Firstly, it found the wording of the phrase “sufficient reason to believe that the fetus may be viable” was subjective and ambiguous as to when the physician’s duty to the fetus arose. The Court stated that it was unclear whether, in order to activate the duty to the fetus, there must be "sufficient reason" from the perspective of the judgment, skill, and training of the attending physician, from the perspective of a cross section of the medical community, or from the perspective of a panel of experts.

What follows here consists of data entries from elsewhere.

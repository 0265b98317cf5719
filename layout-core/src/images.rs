use std::collections::HashMap;

use crate::geometry::{BoundingBox, Dimensions};

/// How an image scales into its laid-out box.
#[derive(Debug, Clone, Copy, PartialEq, Eq, Default)]
pub enum ImageFit {
    /// Stretch to fill the box exactly (may distort).
    Fill,
    /// Scale to fit within the box, preserving aspect ratio. (Default)
    #[default]
    Contain,
    /// Scale to cover the box, clipping overflow.
    Cover,
}

/// Intrinsic-size port. The engine calls `describe` only when both axes
/// of an image element are Fit; it never reads pixel data.
pub trait ImageMetrics {
    fn describe(&self, source: &str) -> Result<Dimensions, String>;
}

/// A fixed source -> dimensions map, for tests and for hosts that know
/// their asset inventory up front.
#[derive(Debug, Default)]
pub struct StaticImageMetrics {
    sizes: HashMap<String, Dimensions>,
}

impl StaticImageMetrics {
    pub fn new() -> Self {
        StaticImageMetrics::default()
    }

    pub fn insert(&mut self, source: impl Into<String>, width: f64, height: f64) -> &mut Self {
        self.sizes
            .insert(source.into(), Dimensions::new(width, height));
        self
    }
}

impl ImageMetrics for StaticImageMetrics {
    fn describe(&self, source: &str) -> Result<Dimensions, String> {
        self.sizes
            .get(source)
            .copied()
            .ok_or_else(|| format!("unknown image source: {:?}", source))
    }
}

/// Supported formats for header probing.
#[derive(Debug, Clone, Copy, PartialEq, Eq)]
pub enum ImageFormat {
    Jpeg,
    Png,
}

/// Detect image format from magic bytes.
pub fn detect_format(data: &[u8]) -> Result<ImageFormat, String> {
    if data.len() < 4 {
        return Err("image data too short to detect format".to_string());
    }
    if data[0] == 0xFF && data[1] == 0xD8 {
        Ok(ImageFormat::Jpeg)
    } else if data[0] == 0x89 && data[1] == 0x50 && data[2] == 0x4E && data[3] == 0x47 {
        Ok(ImageFormat::Png)
    } else {
        Err("unsupported image format (expected JPEG or PNG)".to_string())
    }
}

/// Probe pixel dimensions from raw image bytes without decoding pixels.
/// Useful for implementing `ImageMetrics` over in-memory assets.
pub fn probe_dimensions(data: &[u8]) -> Result<Dimensions, String> {
    let (w, h) = match detect_format(data)? {
        ImageFormat::Jpeg => jpeg_dimensions(data)?,
        ImageFormat::Png => png_dimensions(data)?,
    };
    Ok(Dimensions::new(w as f64, h as f64))
}

/// Scan JPEG data for SOF0-SOF3 markers and extract width/height.
fn jpeg_dimensions(data: &[u8]) -> Result<(u32, u32), String> {
    let len = data.len();
    let mut i = 0;
    while i + 1 < len {
        if data[i] != 0xFF {
            i += 1;
            continue;
        }
        let marker = data[i + 1];
        // SOF0 (0xC0) through SOF3 (0xC3): baseline, extended, progressive, lossless
        if (0xC0..=0xC3).contains(&marker) {
            if i + 9 >= len {
                return Err("JPEG SOF marker truncated".to_string());
            }
            let height = u16::from_be_bytes([data[i + 5], data[i + 6]]) as u32;
            let width = u16::from_be_bytes([data[i + 7], data[i + 8]]) as u32;
            return Ok((width, height));
        }
        // Skip fill bytes and stuffing
        if marker == 0xFF || marker == 0x00 {
            i += 1;
            continue;
        }
        // Standalone markers (no length)
        if marker == 0xD8 || marker == 0xD9 || (0xD0..=0xD7).contains(&marker) {
            i += 2;
            continue;
        }
        // Markers with length
        if i + 3 >= len {
            break;
        }
        let seg_len = u16::from_be_bytes([data[i + 2], data[i + 3]]) as usize;
        i += 2 + seg_len;
    }
    Err("no SOF marker found in JPEG data".to_string())
}

/// Read PNG dimensions via the `png` crate header parse; pixel data is
/// never decoded.
fn png_dimensions(data: &[u8]) -> Result<(u32, u32), String> {
    let decoder = png::Decoder::new(data);
    let reader = decoder
        .read_info()
        .map_err(|e| format!("PNG decode error: {}", e))?;
    let info = reader.info();
    Ok((info.width, info.height))
}

/// Where an image lands inside its box for a given fit mode: a display
/// rectangle plus an optional clip (Cover overflows and must be
/// clipped). Intended for render-command consumers.
#[derive(Debug, Clone, PartialEq)]
pub struct ImagePlacement {
    pub display: BoundingBox,
    pub clip: Option<BoundingBox>,
}

/// Compute the display rectangle for an intrinsic size inside `bounds`.
pub fn fit_placement(intrinsic: Dimensions, bounds: BoundingBox, fit: ImageFit) -> ImagePlacement {
    let iw = intrinsic.width.max(1.0);
    let ih = intrinsic.height.max(1.0);
    match fit {
        ImageFit::Fill => ImagePlacement {
            display: bounds,
            clip: None,
        },
        ImageFit::Contain => {
            let scale = (bounds.width / iw).min(bounds.height / ih);
            let w = iw * scale;
            let h = ih * scale;
            ImagePlacement {
                display: BoundingBox::new(
                    bounds.x + (bounds.width - w) / 2.0,
                    bounds.y + (bounds.height - h) / 2.0,
                    w,
                    h,
                ),
                clip: None,
            }
        }
        ImageFit::Cover => {
            let scale = (bounds.width / iw).max(bounds.height / ih);
            let w = iw * scale;
            let h = ih * scale;
            ImagePlacement {
                display: BoundingBox::new(
                    bounds.x + (bounds.width - w) / 2.0,
                    bounds.y + (bounds.height - h) / 2.0,
                    w,
                    h,
                ),
                clip: Some(bounds),
            }
        }
    }
}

Secondly, the Court held that the distinction between “is viable” and “may be viable” did not fit with the definition of viability set forth in Roe v Wade, 410 U.S. 113 (1973) and in Planned Parenthood v Danforth, 428 U.S. 52 (1976)The Court suggested that the phrase "may be viable" “carve[d] out a new time period during pregnancy when there [was] a remote possibility of fetal survival outside the womb, but [when] the fetus ha[d] not yet attained the reasonable likelihood of survival that physicians associate[d] with viability.”

Thirdly, the Court held that the vagueness of the viability determination requirement was compounded by the fact that § 5(d) subjected the physician to strict criminal liability. The Court declared that by directing the physician to determine whether the fetus was viable or may be viable the statute was “little more than a trap for those who act[ed] in good faith.” It noted that “a statute imposing strict civil and criminal liability for an erroneous determination of viability, could have a profound chilling effect on the willingness of physicians to perform abortions near the point of viability in the manner indicated by their best medical judgment.”

Finally, the Court held that the standard of care provision was impermissibly vague because it created uncertainty as to whether it permitted “the physician to consider his duty to the patient to be paramount to his duty to the fetus, or whether it require[d] the physician to make a trade-off between the patient's health and increased chances of fetal survival.”

The Court held that the determination of viability and the choice of an appropriate abortion technique was a matter for medical judgment and required that adequate discretion be afforded to the physician. The Court reached its decision based on Roe v. Wade, Planned Parenthood v Danforth, and Doe v Bolton, 410 U.S. 179 (1973).

“Viability is reached when, in the judgment of the attending physician on the particular facts of the case before him, there is a reasonable likelihood of the fetus' sustained survival outside the womb, with or without artificial support. Because this point may differ with each pregnancy, neither the legislature nor the courts may proclaim one of the elements entering into the ascertainment of viability—be it weeks of gestation or fetal weight or any other single factor—as the determinant of when the State has a compelling interest in the life or health of the fetus. Viability is the critical point. And we have recognized no attempt to stretch the point of viability one way or the other.” 439 U.S., pp. 388-89.

“In the face of [] uncertainties, it is not unlikely that experts will disagree over whether a particular fetus in the second trimester has advanced to the stage of viability. The prospect of such disagreement, in conjunction with a statute imposing strict civil and criminal liability for an erroneous determination of viability, could have a profound chilling effect on the willingness of physicians to perform abortions near the point of viability in the manner indicated by their best medical judgment.” 439 U.S., p. 396.

“Consequently, it is uncertain whether the statute permits the physician to consider his duty to the patient to be paramount to his duty to the fetus, or whether it requires the physician to make a ‘trade-off’ between the woman's health and additional percentage points of fetal survival. Serious ethical and constitutional difficulties, that we do not address, lurk behind this ambiguity. We hold only that where conflicting duties of this magnitude are involved, the State, at the least, must proceed with greater precision before it may subject a physician to possible criminal sanctions.” 439 U.S., pp. 400-01.